Além de técnicos do Governo do Estado, as reuniões foram acompanhadas do secretário de Governo e Gestão Estratégica, Rodrigo Perez Ramos, do secretário da Semadesc (Secretaria de Meio Ambiente, Desenvolvimento, Ciência, Tecnologia e Inovação de Mato Grosso do Sul), Artur Falcette, da senadora Tereza Cristina e demais parlamentares e dirigentes de entidades do setor produtivo rural.
A participação do governador na Expogrande reforçou a estratégia do governo estadual de manter diálogo direto com os setores produtivos, acompanhar demandas específicas de cada cadeia e articular políticas públicas voltadas ao desenvolvimento econômico, geração de emprego e fortalecimento da competitividade do agronegócio sul-mato-grossense.

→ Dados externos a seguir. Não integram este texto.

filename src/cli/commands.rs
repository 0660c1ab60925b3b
//! Command dispatch: each subcommand loads a tree literal into an arena and
//! runs one tree operation on it.

use std::cell::RefCell;
use std::path::Path;
use std::rc::Rc;
use std::{env, fs, io};

use clap::CommandFactory;
use clap_complete::generate;
use serde_json::Value;
use tracing::{debug, info, instrument};

use crate::cli::args::{Cli, Commands, ConfigCommands};
use crate::cli::error::{CliError, CliResult};
use crate::cli::output;
use crate::config::{global_config_path, OutputFormat, Settings};
use crate::domain::{NodeArena, NodeId, TreeRecord};
use crate::util::path::{join_tree_path, split_tree_path};

/// Arena used by the CLI: string names, JSON data, JSON event payloads.
pub type JsonTree = NodeArena<String, Value, Value>;

/// A tree literal loaded into an arena.
#[derive(Debug)]
pub struct LoadedTree {
    pub arena: JsonTree,
    pub root: NodeId,
}

/// One listener invocation observed while an event bubbled.
#[derive(Debug, Clone, PartialEq, Eq)]
pub struct Hop {
    pub path: String,
    pub is_child: bool,
}

pub fn execute_command(cli: &Cli) -> CliResult<()> {
    let config_dir = cli.config_dir.clone().or_else(|| env::current_dir().ok());
    let settings = Settings::load(config_dir.as_deref())?;
    debug!(?settings, "effective settings");

    match &cli.command {
        Some(Commands::Show { file, format }) => show(file, format.unwrap_or(settings.format), &settings),
        Some(Commands::Get { file, path }) => get(file, path, &settings),
        Some(Commands::Find { file, data }) => find(file, data, &settings),
        Some(Commands::Leaves { file }) => leaves(file, &settings),
        Some(Commands::Remove { file, path, output }) => remove(file, path, output.as_deref(), &settings),
        Some(Commands::Emit {
            file,
            path,
            event,
            payload,
        }) => emit(file, path, event, payload.as_deref(), &settings),
        Some(Commands::Demo) => demo(&settings),
        Some(Commands::Config { command }) => config(command, &settings),
        Some(Commands::Completion { shell }) => {
            generate(*shell, &mut Cli::command(), "nodetree", &mut io::stdout());
            Ok(())
        }
        None => Ok(()),
    }
}

/// Parse a tree literal from JSON text.
pub fn parse_tree(text: &str, context: &str) -> CliResult<LoadedTree> {
    let record: TreeRecord<String, Value> =
        serde_json::from_str(text).map_err(|e| CliError::json(context, e))?;
    let mut arena = JsonTree::with_capacity(record.size());
    let root = arena.from_record(record);
    Ok(LoadedTree { arena, root })
}

/// Read and parse a tree literal file.
#[instrument(level = "debug")]
pub fn load_tree(file: &Path) -> CliResult<LoadedTree> {
    let text = fs::read_to_string(file)
        .map_err(|e| CliError::io(format!("read {}", file.display()), e))?;
    let tree = parse_tree(&text, &file.display().to_string())?;
    debug!(nodes = tree.arena.len(), "tree loaded");
    Ok(tree)
}

/// Resolve a textual path (relative to the root) to a node.
pub fn resolve_path(tree: &LoadedTree, path: &str, settings: &Settings) -> CliResult<NodeId> {
    let segments = split_tree_path(path, &settings.path_separator);
    tree.arena
        .get_node_by_path(tree.root, &segments)
        .ok_or_else(|| CliError::NotFound(path.to_string()))
}

/// Interpret a command-line value as JSON, falling back to a plain string.
pub fn parse_value(text: &str) -> Value {
    serde_json::from_str(text).unwrap_or_else(|_| Value::String(text.to_string()))
}

/// Render the whole tree in the requested format.
pub fn render(tree: &LoadedTree, format: OutputFormat, pretty: bool) -> CliResult<String> {
    match format {
        OutputFormat::Tree => Ok(tree.arena.to_tree_string(tree.root)?.to_string()),
        OutputFormat::Json => to_json(&tree.arena.to_record(tree.root)?, pretty),
    }
}

fn to_json(record: &TreeRecord<String, Value>, pretty: bool) -> CliResult<String> {
    let result = if pretty {
        serde_json::to_string_pretty(record)
    } else {
        serde_json::to_string(record)
    };
    result.map_err(|e| CliError::json("serialize tree", e))
}

fn node_path(tree: &LoadedTree, id: NodeId, settings: &Settings) -> CliResult<String> {
    Ok(join_tree_path(&tree.arena.path(id)?, &settings.path_separator))
}

/// Register a recording listener for `event` on every node, then emit at
/// `target`. Returns the hops in invocation order.
#[instrument(level = "debug", skip(tree, payload, settings))]
pub fn trace_emission(
    tree: &mut LoadedTree,
    target: NodeId,
    event: &str,
    payload: Option<Value>,
    settings: &Settings,
) -> CliResult<Vec<Hop>> {
    let hops: Rc<RefCell<Vec<Hop>>> = Rc::default();
    let ids: Vec<NodeId> = tree.arena.iter(tree.root).map(|node| node.id()).collect();

    for id in ids {
        let hops = Rc::clone(&hops);
        let separator = settings.path_separator.clone();
        let name = event.to_string();
        tree.arena.add_event_listener(id, event, move |arena, e| {
            let path = join_tree_path(&arena.path(e.current)?, &separator);
            info!(event = %name, current = %path, is_child = e.is_child, "listener fired");
            hops.borrow_mut().push(Hop {
                path,
                is_child: e.is_child,
            });
            Ok(())
        })?;
    }

    tree.arena.emit_event(target, event, payload.as_ref())?;
    let hops = hops.borrow().clone();
    Ok(hops)
}

#[instrument(level = "debug", skip(settings))]
fn show(file: &Path, format: OutputFormat, settings: &Settings) -> CliResult<()> {
    let tree = load_tree(file)?;
    output::info(&render(&tree, format, settings.pretty)?);
    Ok(())
}

#[instrument(level = "debug", skip(settings))]
fn get(file: &Path, path: &str, settings: &Settings) -> CliResult<()> {
    let tree = load_tree(file)?;
    let id = resolve_path(&tree, path, settings)?;
    let node = tree
        .arena
        .node(id)
        .ok_or_else(|| CliError::NotFound(path.to_string()))?;

    output::action("path", &node_path(&tree, id, settings)?);
    match node.data() {
        Some(data) => output::action("data", data),
        None => output::action("data", "-"),
    }
    let children: Vec<&str> = node.children().map(|child| child.name().as_str()).collect();
    output::action(
        "children",
        &format!("{} [{}]", node.node().child_count(), children.join(", ")),
    );
    Ok(())
}

#[instrument(level = "debug", skip(settings))]
fn find(file: &Path, data: &str, settings: &Settings) -> CliResult<()> {
    let tree = load_tree(file)?;
    let wanted = parse_value(data);
    let id = tree
        .arena
        .find_node_by_condition(tree.root, |node| node.data() == Some(&wanted))
        .ok_or_else(|| CliError::NotFound(format!("node with data {}", wanted)))?;
    output::info(&node_path(&tree, id, settings)?);
    Ok(())
}

#[instrument(level = "debug", skip(settings))]
fn leaves(file: &Path, settings: &Settings) -> CliResult<()> {
    let tree = load_tree(file)?;
    for leaf in tree.arena.leaves(tree.root) {
        output::info(&node_path(&tree, leaf, settings)?);
    }
    Ok(())
}

#[instrument(level = "debug", skip(settings))]
fn remove(file: &Path, path: &str, out: Option<&Path>, settings: &Settings) -> CliResult<()> {
    let mut tree = load_tree(file)?;
    let segments = split_tree_path(path, &settings.path_separator);
    if segments.is_empty() {
        return Err(CliError::InvalidArgs("the root cannot be removed".into()));
    }
    if !tree.arena.remove(tree.root, &segments) {
        return Err(CliError::NotFound(path.to_string()));
    }

    let json = to_json(&tree.arena.to_record(tree.root)?, settings.pretty)?;
    match out {
        Some(out) => {
            fs::write(out, json).map_err(|e| CliError::io(format!("write {}", out.display()), e))?;
            output::action("Removed", &format!("{} (written to {})", path, out.display()));
        }
        None => output::info(&json),
    }
    Ok(())
}

#[instrument(level = "debug", skip(settings))]
fn emit(file: &Path, path: &str, event: &str, payload: Option<&str>, settings: &Settings) -> CliResult<()> {
    let mut tree = load_tree(file)?;
    let target = resolve_path(&tree, path, settings)?;
    let payload = payload.map(parse_value);

    let hops = trace_emission(&mut tree, target, event, payload, settings)?;
    output::header(&format!("{} → {} listener(s)", event, hops.len()));
    for hop in &hops {
        output::hop(hop.is_child, &hop.path);
    }
    Ok(())
}

/// The sample tree literal: `Root` with a single `Child`.
pub fn demo_record() -> TreeRecord<String, Value> {
    TreeRecord::new("Root".to_string(), Some(Value::from("Root Data")))
        .with_children([TreeRecord::new("Child".to_string(), Some(Value::from("Child Data")))])
}

fn demo(settings: &Settings) -> CliResult<()> {
    let mut arena = JsonTree::new();
    let root = arena.from_record(demo_record());
    let tree = LoadedTree { arena, root };

    output::header("tree");
    output::info(&render(&tree, OutputFormat::Tree, settings.pretty)?);
    output::header("tree literal");
    output::info(&render(&tree, OutputFormat::Json, settings.pretty)?);
    Ok(())
}

fn config(command: &ConfigCommands, settings: &Settings) -> CliResult<()> {
    match command {
        ConfigCommands::Show => output::info(&settings.to_toml()?),
        ConfigCommands::Template => output::info(&Settings::template()),
        ConfigCommands::Path => match global_config_path() {
            Some(path) => output::info(&path.display()),
            None => output::detail("no config directory available"),
        },
    }
    Ok(())
}
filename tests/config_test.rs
//! Integration tests for Settings loading with a local `.nodetree.toml`.
//!
//! Note: these run against temp directories only; no environment variables
//! are touched, so they are safe to run in parallel.

use std::fs;

use tempfile::TempDir;

use nodetree::config::{local_config_path, OutputFormat, Settings, SettingsError};

// ============================================================
// Settings::load() local overlay
// ============================================================

#[test]
fn given_local_config_when_load_then_overrides_defaults() {
    let dir = TempDir::new().unwrap();
    fs::write(
        dir.path().join(".nodetree.toml"),
        r#"
path_separator = "."
format = "json"
"#,
    )
    .unwrap();

    let settings = Settings::load(Some(dir.path())).expect("load settings");

    assert_eq!(settings.path_separator, ".");
    assert_eq!(settings.format, OutputFormat::Json);
}

#[test]
fn given_partial_local_config_when_load_then_keeps_other_values() {
    let dir = TempDir::new().unwrap();
    fs::write(local_config_path(dir.path()), "pretty = false\n").unwrap();

    let settings = Settings::load(Some(dir.path())).expect("load settings");

    assert!(!settings.pretty);
    assert!(!settings.path_separator.is_empty());
}

#[test]
fn given_directory_without_config_when_load_then_succeeds() {
    let dir = TempDir::new().unwrap();

    let result = Settings::load(Some(dir.path()));

    assert!(result.is_ok(), "load failed: {:?}", result.err());
}

#[test]
fn given_malformed_toml_when_load_then_returns_config_error() {
    let dir = TempDir::new().unwrap();
    fs::write(local_config_path(dir.path()), "path_separator = [unclosed").unwrap();

    let result = Settings::load(Some(dir.path()));

    assert!(matches!(result, Err(SettingsError::Config { .. })));
}

#[test]
fn given_empty_separator_when_load_then_rejects_setting() {
    let dir = TempDir::new().unwrap();
    fs::write(local_config_path(dir.path()), "path_separator = \"\"\n").unwrap();

    let result = Settings::load(Some(dir.path()));

    match result {
        Err(SettingsError::Invalid { key, .. }) => assert_eq!(key, "path_separator"),
        other => panic!("expected invalid setting, got {:?}", other),
    }
}

#[test]
fn given_unknown_format_when_load_then_returns_config_error() {
    let dir = TempDir::new().unwrap();
    fs::write(local_config_path(dir.path()), "format = \"yaml\"\n").unwrap();

    assert!(matches!(
        Settings::load(Some(dir.path())),
        Err(SettingsError::Config { .. })
    ));
}

#[test]
fn given_local_path_when_computed_then_uses_hidden_file() {
    let dir = TempDir::new().unwrap();
    assert_eq!(
        local_config_path(dir.path()),
        dir.path().join(".nodetree.toml")
    );
}
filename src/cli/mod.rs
//! CLI layer: argument parsing and command dispatch

pub mod args;
pub mod commands;
pub mod error;
pub mod output;

pub use args::{Cli, Commands};
pub use error::{CliError, CliResult};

“Pudemos nos reunir com vários setores produtivos, como leite, grãos, floresta plantada, piscicultura, suinocultura e pecuária de corte. É impressionante como cada uma dessas cadeias envolve um movimento muito grande de demandas e necessidades. Também tivemos uma discussão importante sobre a competitividade do Estado, diante de uma série de mudanças no sistema tributário brasileiro, e sobre como o Estado tem apoiado essas cadeias, especialmente com a industrialização, que tem mudado o perfil econômico de Mato Grosso do Sul”.